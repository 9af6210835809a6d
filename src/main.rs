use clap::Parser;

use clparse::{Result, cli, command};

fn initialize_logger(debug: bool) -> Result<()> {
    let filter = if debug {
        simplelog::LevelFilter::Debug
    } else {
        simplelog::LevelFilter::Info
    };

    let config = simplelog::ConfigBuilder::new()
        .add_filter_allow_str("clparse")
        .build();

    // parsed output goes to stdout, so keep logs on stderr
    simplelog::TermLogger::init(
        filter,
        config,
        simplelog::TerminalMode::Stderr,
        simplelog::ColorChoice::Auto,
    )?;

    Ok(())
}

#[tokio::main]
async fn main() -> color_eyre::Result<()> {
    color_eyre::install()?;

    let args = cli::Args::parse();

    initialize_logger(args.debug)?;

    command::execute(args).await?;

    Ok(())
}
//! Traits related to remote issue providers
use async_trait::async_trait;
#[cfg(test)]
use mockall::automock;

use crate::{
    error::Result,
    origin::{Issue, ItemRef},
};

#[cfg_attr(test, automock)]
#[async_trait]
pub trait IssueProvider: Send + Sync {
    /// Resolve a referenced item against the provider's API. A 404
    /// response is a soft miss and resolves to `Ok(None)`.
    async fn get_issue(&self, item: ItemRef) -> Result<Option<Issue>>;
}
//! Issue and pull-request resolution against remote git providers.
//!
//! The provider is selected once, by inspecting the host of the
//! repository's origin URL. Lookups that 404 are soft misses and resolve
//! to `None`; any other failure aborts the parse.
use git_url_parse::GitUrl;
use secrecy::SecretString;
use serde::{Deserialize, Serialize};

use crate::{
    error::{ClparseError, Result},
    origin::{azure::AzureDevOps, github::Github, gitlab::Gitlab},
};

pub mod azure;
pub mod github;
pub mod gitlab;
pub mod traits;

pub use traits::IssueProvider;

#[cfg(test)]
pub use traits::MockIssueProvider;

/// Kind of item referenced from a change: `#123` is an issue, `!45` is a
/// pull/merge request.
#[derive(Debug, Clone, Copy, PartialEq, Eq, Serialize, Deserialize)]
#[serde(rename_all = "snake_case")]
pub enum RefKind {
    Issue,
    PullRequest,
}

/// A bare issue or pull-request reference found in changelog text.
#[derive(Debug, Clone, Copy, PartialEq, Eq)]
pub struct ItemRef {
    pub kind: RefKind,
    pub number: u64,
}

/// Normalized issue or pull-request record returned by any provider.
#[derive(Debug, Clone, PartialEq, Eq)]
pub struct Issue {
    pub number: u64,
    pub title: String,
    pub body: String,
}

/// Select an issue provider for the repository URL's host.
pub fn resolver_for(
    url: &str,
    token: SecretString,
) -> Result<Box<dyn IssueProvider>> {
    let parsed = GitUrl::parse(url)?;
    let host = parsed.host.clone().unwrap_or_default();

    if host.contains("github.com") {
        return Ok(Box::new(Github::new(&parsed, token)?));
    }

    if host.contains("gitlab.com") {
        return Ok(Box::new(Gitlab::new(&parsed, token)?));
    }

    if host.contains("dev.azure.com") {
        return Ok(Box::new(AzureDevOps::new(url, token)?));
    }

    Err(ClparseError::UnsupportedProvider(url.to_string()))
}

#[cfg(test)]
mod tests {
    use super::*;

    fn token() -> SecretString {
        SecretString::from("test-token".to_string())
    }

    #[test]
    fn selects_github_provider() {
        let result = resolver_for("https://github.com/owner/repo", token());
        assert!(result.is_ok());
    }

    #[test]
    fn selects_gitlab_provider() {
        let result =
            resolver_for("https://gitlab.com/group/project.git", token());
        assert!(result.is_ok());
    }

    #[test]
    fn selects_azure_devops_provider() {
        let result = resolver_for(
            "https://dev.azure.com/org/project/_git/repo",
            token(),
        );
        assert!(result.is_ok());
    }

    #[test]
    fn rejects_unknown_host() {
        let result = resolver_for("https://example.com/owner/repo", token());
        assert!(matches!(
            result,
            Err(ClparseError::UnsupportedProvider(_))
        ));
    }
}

════════════════════

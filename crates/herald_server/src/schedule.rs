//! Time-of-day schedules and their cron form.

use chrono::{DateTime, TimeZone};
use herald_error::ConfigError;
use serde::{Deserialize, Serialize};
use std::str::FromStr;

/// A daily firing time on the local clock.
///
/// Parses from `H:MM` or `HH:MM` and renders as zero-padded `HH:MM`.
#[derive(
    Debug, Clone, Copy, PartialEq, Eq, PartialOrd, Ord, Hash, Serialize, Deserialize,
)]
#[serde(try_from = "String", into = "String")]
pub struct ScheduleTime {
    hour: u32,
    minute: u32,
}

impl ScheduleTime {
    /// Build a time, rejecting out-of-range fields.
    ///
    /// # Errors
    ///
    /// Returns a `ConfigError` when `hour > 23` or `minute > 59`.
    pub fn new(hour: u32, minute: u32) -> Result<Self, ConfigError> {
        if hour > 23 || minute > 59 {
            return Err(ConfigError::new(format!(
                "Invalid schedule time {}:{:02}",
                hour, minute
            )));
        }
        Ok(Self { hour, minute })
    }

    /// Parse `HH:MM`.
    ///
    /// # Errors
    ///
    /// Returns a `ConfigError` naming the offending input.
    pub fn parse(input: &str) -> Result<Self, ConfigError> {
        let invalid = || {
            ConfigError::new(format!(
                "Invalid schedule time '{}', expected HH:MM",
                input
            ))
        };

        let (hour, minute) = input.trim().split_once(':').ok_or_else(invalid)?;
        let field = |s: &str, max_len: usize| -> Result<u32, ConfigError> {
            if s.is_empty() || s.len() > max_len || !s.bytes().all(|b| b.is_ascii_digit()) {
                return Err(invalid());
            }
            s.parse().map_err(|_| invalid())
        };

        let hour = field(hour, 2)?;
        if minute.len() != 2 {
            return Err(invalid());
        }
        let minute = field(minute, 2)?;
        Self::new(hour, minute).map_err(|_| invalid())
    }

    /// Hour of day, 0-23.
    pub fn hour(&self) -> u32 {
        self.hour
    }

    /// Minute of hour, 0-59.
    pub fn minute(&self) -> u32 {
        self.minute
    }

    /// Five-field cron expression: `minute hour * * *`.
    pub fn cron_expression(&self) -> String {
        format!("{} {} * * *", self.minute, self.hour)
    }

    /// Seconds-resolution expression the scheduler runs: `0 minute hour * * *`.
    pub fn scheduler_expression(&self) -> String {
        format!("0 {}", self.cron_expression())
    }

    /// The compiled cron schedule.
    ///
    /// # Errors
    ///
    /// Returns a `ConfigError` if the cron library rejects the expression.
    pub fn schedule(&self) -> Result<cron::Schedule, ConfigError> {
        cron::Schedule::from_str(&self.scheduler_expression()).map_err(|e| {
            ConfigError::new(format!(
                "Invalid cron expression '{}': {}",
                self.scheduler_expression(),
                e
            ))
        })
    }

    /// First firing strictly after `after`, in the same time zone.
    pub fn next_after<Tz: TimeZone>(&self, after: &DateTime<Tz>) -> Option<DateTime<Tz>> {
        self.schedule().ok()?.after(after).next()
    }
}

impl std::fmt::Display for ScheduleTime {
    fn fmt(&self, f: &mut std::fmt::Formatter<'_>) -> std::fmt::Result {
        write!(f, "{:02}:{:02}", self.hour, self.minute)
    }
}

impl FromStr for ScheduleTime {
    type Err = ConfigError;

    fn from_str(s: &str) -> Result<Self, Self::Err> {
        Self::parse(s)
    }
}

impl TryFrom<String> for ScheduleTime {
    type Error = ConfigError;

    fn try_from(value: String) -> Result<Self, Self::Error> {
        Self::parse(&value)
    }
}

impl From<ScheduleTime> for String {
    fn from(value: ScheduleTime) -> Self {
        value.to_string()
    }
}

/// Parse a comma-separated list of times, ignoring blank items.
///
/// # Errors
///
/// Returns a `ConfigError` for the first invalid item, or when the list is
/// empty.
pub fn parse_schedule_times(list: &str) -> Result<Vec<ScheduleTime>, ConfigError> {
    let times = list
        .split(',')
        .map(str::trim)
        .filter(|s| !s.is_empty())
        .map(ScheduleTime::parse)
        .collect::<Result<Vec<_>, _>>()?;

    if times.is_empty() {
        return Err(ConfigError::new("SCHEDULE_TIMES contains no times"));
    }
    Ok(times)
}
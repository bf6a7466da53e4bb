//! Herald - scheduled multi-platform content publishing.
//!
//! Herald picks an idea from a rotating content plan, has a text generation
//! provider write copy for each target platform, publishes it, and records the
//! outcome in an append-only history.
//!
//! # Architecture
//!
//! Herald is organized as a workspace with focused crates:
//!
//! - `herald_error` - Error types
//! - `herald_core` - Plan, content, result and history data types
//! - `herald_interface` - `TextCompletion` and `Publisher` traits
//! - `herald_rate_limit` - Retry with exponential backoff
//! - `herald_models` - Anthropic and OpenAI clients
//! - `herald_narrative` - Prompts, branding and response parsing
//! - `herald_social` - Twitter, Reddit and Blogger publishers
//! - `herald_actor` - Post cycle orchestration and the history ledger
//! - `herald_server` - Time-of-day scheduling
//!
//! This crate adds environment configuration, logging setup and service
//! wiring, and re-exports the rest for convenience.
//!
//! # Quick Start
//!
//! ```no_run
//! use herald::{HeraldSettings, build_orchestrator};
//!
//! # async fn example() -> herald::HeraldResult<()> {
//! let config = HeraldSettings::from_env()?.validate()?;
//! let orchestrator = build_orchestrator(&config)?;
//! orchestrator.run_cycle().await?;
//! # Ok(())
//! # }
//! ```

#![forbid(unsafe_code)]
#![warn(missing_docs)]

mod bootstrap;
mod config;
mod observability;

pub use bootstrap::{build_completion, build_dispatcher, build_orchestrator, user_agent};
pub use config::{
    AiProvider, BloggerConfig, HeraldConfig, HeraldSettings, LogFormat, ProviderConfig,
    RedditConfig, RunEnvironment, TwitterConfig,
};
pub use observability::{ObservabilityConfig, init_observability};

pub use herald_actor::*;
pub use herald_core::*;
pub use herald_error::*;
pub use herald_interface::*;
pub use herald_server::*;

════════════════════

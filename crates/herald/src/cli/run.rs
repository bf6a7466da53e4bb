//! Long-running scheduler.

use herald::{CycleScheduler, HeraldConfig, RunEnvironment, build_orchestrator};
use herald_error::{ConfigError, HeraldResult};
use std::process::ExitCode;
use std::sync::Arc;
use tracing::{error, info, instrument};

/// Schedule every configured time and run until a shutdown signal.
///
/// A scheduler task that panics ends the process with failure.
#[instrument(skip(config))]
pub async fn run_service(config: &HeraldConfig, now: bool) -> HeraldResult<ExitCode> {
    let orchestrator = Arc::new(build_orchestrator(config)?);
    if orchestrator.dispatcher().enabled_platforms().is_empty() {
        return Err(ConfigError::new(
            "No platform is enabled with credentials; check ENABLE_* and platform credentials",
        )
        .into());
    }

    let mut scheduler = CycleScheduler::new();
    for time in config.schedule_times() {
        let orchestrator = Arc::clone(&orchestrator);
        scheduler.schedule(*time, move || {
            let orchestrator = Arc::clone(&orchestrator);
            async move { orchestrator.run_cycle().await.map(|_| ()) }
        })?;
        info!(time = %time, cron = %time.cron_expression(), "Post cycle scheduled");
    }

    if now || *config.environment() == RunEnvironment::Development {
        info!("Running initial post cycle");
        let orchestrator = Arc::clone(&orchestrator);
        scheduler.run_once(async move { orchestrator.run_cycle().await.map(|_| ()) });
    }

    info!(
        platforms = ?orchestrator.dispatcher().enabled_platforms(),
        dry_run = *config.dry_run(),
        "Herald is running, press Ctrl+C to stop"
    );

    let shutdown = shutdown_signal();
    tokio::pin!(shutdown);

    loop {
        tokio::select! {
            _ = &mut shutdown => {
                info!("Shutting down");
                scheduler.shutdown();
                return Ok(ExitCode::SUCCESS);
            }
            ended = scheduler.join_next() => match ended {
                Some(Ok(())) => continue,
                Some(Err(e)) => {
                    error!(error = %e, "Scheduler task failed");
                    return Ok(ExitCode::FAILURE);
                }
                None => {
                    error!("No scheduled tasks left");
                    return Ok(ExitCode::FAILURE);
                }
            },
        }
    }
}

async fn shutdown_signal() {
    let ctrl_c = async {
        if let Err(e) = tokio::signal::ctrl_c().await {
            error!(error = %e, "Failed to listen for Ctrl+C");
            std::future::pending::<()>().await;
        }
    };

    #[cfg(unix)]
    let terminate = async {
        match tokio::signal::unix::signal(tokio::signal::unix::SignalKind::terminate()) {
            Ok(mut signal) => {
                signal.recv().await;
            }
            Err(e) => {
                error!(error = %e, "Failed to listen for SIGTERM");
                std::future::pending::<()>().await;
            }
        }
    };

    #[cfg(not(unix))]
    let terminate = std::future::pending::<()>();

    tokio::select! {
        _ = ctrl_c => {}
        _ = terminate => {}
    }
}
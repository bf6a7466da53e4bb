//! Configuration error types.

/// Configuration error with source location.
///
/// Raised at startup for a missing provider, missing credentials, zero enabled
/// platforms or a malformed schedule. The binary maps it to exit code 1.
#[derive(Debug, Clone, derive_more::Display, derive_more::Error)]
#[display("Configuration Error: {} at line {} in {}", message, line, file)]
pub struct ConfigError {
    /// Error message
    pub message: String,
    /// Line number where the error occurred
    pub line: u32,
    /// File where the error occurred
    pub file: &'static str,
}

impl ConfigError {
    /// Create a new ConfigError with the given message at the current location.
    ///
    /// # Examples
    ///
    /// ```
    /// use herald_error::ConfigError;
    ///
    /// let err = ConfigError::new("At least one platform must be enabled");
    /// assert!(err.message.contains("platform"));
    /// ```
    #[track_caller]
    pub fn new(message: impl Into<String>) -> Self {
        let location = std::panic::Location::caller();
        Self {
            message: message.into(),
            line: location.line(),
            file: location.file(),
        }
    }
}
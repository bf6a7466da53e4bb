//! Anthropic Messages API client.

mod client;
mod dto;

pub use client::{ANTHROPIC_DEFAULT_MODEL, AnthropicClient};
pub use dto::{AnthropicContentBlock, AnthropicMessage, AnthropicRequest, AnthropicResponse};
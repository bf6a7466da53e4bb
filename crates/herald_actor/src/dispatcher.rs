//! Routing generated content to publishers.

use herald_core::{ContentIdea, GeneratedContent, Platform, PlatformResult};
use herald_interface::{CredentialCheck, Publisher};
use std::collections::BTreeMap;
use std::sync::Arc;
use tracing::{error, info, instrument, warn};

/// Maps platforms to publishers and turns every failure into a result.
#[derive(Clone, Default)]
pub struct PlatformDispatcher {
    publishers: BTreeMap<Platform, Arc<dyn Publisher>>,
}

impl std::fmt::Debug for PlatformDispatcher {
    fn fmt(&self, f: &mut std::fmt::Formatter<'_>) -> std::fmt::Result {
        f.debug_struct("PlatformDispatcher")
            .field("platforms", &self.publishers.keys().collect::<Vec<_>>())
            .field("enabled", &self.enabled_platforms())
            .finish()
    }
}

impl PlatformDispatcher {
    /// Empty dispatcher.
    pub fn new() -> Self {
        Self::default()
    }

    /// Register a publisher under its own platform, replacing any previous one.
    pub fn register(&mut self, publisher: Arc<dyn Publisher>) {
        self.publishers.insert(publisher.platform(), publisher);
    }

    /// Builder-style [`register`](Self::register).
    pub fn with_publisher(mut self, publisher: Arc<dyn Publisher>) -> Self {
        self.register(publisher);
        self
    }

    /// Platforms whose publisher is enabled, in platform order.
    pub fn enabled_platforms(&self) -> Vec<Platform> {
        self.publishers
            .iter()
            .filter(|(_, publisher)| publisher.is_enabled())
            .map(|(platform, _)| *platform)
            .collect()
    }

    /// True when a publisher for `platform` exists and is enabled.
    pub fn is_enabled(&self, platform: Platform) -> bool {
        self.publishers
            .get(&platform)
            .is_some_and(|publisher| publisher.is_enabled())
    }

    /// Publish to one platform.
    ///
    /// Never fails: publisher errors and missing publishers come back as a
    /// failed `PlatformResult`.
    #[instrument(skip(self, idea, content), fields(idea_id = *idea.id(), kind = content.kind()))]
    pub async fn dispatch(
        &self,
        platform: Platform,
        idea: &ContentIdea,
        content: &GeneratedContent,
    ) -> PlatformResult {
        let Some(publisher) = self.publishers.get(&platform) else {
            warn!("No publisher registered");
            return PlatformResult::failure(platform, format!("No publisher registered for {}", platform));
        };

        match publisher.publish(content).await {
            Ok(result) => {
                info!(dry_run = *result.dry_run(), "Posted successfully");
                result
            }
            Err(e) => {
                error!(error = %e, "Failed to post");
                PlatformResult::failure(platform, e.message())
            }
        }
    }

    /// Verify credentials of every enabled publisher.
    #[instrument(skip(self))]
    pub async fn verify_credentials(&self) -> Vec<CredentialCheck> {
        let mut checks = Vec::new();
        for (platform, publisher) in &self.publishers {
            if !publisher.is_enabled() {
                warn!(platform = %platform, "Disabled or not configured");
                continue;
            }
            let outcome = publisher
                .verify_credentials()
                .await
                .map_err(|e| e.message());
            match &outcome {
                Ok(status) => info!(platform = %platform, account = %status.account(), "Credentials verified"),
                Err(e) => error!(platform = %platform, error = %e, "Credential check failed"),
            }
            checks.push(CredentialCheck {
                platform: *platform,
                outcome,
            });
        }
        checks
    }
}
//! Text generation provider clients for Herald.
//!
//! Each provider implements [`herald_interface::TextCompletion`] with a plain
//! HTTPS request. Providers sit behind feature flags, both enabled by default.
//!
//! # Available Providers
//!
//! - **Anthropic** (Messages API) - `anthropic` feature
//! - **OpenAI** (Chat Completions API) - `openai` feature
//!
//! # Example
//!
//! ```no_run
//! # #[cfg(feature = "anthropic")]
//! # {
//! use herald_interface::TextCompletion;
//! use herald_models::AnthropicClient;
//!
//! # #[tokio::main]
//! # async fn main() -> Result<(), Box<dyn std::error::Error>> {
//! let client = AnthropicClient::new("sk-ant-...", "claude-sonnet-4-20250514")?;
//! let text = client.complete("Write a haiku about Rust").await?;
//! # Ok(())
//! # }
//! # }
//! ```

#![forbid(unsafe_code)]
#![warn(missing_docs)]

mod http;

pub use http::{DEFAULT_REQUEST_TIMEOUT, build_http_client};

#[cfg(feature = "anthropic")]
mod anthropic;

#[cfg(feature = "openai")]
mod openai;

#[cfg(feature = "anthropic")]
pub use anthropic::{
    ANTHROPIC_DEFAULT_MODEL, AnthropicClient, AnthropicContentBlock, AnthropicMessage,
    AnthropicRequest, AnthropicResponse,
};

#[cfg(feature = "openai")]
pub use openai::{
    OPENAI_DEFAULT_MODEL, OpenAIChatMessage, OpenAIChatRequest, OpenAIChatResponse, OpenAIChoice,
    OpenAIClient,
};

════════════════════

EXERCISE INSTRUCTIONS -> Within the listing above, give again exactly every line from the line with "fn from_str(s: &str)" through the line with "rest for convenience.", both included, and no other line.

ANSWER TO THE PROBLEM ->
    fn from_str(s: &str) -> Result<Self, Self::Err> {
        Self::parse(s)
    }
}

impl TryFrom<String> for ScheduleTime {
    type Error = ConfigError;

    fn try_from(value: String) -> Result<Self, Self::Error> {
        Self::parse(&value)
    }
}

impl From<ScheduleTime> for String {
    fn from(value: ScheduleTime) -> Self {
        value.to_string()
    }
}

/// Parse a comma-separated list of times, ignoring blank items.
///
/// # Errors
///
/// Returns a `ConfigError` for the first invalid item, or when the list is
/// empty.
pub fn parse_schedule_times(list: &str) -> Result<Vec<ScheduleTime>, ConfigError> {
    let times = list
        .split(',')
        .map(str::trim)
        .filter(|s| !s.is_empty())
        .map(ScheduleTime::parse)
        .collect::<Result<Vec<_>, _>>()?;

    if times.is_empty() {
        return Err(ConfigError::new("SCHEDULE_TIMES contains no times"));
    }
    Ok(times)
}
repository bf6a7466da53e4bb
//! Herald - scheduled multi-platform content publishing.
//!
//! Herald picks an idea from a rotating content plan, has a text generation
//! provider write copy for each target platform, publishes it, and records the
//! outcome in an append-only history.
//!
//! # Architecture
//!
//! Herald is organized as a workspace with focused crates:
//!
//! - `herald_error` - Error types
//! - `herald_core` - Plan, content, result and history data types
//! - `herald_interface` - `TextCompletion` and `Publisher` traits
//! - `herald_rate_limit` - Retry with exponential backoff
//! - `herald_models` - Anthropic and OpenAI clients
//! - `herald_narrative` - Prompts, branding and response parsing
//! - `herald_social` - Twitter, Reddit and Blogger publishers
//! - `herald_actor` - Post cycle orchestration and the history ledger
//! - `herald_server` - Time-of-day scheduling
//!
//! This crate adds environment configuration, logging setup and service
//! wiring, and re-exports the rest for convenience.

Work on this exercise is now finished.